*TASK PROMPT*
Count the lines of the data below that include the string "derive", and provide nothing but the result.

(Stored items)
_ _ _ _ _
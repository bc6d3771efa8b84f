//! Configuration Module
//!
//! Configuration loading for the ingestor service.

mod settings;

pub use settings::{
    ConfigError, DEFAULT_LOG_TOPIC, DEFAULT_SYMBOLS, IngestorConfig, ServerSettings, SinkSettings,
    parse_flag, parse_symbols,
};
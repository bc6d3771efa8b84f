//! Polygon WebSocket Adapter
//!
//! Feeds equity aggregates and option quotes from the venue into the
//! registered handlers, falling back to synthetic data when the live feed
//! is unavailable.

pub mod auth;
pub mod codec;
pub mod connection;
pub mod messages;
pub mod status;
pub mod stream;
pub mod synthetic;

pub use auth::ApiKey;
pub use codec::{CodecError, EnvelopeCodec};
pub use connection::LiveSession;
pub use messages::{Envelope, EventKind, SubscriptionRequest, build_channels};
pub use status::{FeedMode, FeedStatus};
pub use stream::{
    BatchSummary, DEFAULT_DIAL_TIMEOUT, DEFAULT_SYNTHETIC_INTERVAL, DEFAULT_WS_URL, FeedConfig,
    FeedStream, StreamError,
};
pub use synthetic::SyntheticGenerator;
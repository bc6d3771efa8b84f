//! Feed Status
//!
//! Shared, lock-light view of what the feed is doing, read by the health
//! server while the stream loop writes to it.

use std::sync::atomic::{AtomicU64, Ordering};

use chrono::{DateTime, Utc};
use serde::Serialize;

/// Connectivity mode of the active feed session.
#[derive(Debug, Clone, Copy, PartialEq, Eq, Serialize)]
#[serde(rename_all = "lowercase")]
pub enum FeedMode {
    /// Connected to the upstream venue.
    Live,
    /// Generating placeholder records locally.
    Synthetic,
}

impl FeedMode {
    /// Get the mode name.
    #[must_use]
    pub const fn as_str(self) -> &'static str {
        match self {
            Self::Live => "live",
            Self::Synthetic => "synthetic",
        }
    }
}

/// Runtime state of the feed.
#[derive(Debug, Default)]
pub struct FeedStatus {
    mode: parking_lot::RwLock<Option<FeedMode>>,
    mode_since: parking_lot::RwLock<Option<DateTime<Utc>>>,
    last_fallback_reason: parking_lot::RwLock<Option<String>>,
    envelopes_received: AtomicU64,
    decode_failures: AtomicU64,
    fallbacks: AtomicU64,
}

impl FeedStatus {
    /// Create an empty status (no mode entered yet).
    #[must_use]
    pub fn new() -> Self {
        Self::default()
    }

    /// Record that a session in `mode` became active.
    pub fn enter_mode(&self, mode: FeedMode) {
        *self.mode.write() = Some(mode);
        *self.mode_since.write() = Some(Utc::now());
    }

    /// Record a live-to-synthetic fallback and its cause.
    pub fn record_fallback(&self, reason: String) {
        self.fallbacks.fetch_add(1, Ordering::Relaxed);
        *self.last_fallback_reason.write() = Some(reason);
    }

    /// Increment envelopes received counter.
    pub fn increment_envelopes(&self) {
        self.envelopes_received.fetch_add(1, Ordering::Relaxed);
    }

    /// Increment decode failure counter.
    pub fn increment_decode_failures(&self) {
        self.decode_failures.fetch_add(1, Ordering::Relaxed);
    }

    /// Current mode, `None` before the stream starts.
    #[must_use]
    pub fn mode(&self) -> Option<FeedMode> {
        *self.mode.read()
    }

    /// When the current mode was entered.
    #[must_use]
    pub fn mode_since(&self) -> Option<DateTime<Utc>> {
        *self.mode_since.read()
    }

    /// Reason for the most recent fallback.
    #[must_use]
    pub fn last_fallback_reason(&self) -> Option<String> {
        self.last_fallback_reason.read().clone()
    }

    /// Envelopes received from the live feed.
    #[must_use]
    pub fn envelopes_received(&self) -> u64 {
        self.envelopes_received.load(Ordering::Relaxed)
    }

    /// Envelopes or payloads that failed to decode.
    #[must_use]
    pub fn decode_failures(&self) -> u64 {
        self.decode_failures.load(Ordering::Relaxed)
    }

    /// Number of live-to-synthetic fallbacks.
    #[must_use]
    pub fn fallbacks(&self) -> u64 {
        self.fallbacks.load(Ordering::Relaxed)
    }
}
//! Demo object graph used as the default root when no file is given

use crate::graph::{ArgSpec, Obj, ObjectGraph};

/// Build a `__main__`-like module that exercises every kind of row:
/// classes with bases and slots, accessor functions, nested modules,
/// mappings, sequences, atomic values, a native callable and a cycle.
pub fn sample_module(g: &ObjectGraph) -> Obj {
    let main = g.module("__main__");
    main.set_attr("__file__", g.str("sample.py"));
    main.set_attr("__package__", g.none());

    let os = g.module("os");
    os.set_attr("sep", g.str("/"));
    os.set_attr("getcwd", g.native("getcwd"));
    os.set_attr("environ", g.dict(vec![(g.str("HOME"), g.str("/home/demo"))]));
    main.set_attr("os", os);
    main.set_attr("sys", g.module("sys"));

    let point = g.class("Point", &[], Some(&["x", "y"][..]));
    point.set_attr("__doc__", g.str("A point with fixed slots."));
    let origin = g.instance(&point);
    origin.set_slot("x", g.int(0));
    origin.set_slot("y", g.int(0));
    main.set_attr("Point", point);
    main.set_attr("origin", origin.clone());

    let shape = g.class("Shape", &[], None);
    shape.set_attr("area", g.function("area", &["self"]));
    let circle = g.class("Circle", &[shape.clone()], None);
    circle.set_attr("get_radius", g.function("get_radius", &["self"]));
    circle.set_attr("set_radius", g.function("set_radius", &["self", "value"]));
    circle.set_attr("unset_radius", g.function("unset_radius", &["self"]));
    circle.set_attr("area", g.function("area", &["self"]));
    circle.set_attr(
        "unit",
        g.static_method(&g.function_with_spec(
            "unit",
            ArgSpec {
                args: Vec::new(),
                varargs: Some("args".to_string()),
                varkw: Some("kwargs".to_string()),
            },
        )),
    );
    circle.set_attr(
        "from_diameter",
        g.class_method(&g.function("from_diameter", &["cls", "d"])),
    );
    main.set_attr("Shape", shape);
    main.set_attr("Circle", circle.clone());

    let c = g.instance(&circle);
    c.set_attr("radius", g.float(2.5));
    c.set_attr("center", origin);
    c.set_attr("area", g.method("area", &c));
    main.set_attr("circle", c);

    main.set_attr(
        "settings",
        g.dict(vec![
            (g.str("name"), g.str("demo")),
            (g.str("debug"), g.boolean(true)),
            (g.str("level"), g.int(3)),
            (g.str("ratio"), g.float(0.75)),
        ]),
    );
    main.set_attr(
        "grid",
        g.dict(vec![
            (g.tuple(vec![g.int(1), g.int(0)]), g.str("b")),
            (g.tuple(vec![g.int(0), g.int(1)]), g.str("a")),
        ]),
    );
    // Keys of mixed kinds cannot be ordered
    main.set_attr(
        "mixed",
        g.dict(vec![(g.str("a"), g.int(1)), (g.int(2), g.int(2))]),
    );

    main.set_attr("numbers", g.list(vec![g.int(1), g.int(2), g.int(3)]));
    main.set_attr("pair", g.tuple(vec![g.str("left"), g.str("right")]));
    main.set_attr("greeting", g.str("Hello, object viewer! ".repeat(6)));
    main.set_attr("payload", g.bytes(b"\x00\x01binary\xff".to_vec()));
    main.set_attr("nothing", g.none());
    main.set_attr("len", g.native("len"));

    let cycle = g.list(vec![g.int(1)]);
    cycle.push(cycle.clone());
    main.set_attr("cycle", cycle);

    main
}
_ _ _ _ _
*SOLUTION TO THIS PROBLEM*
2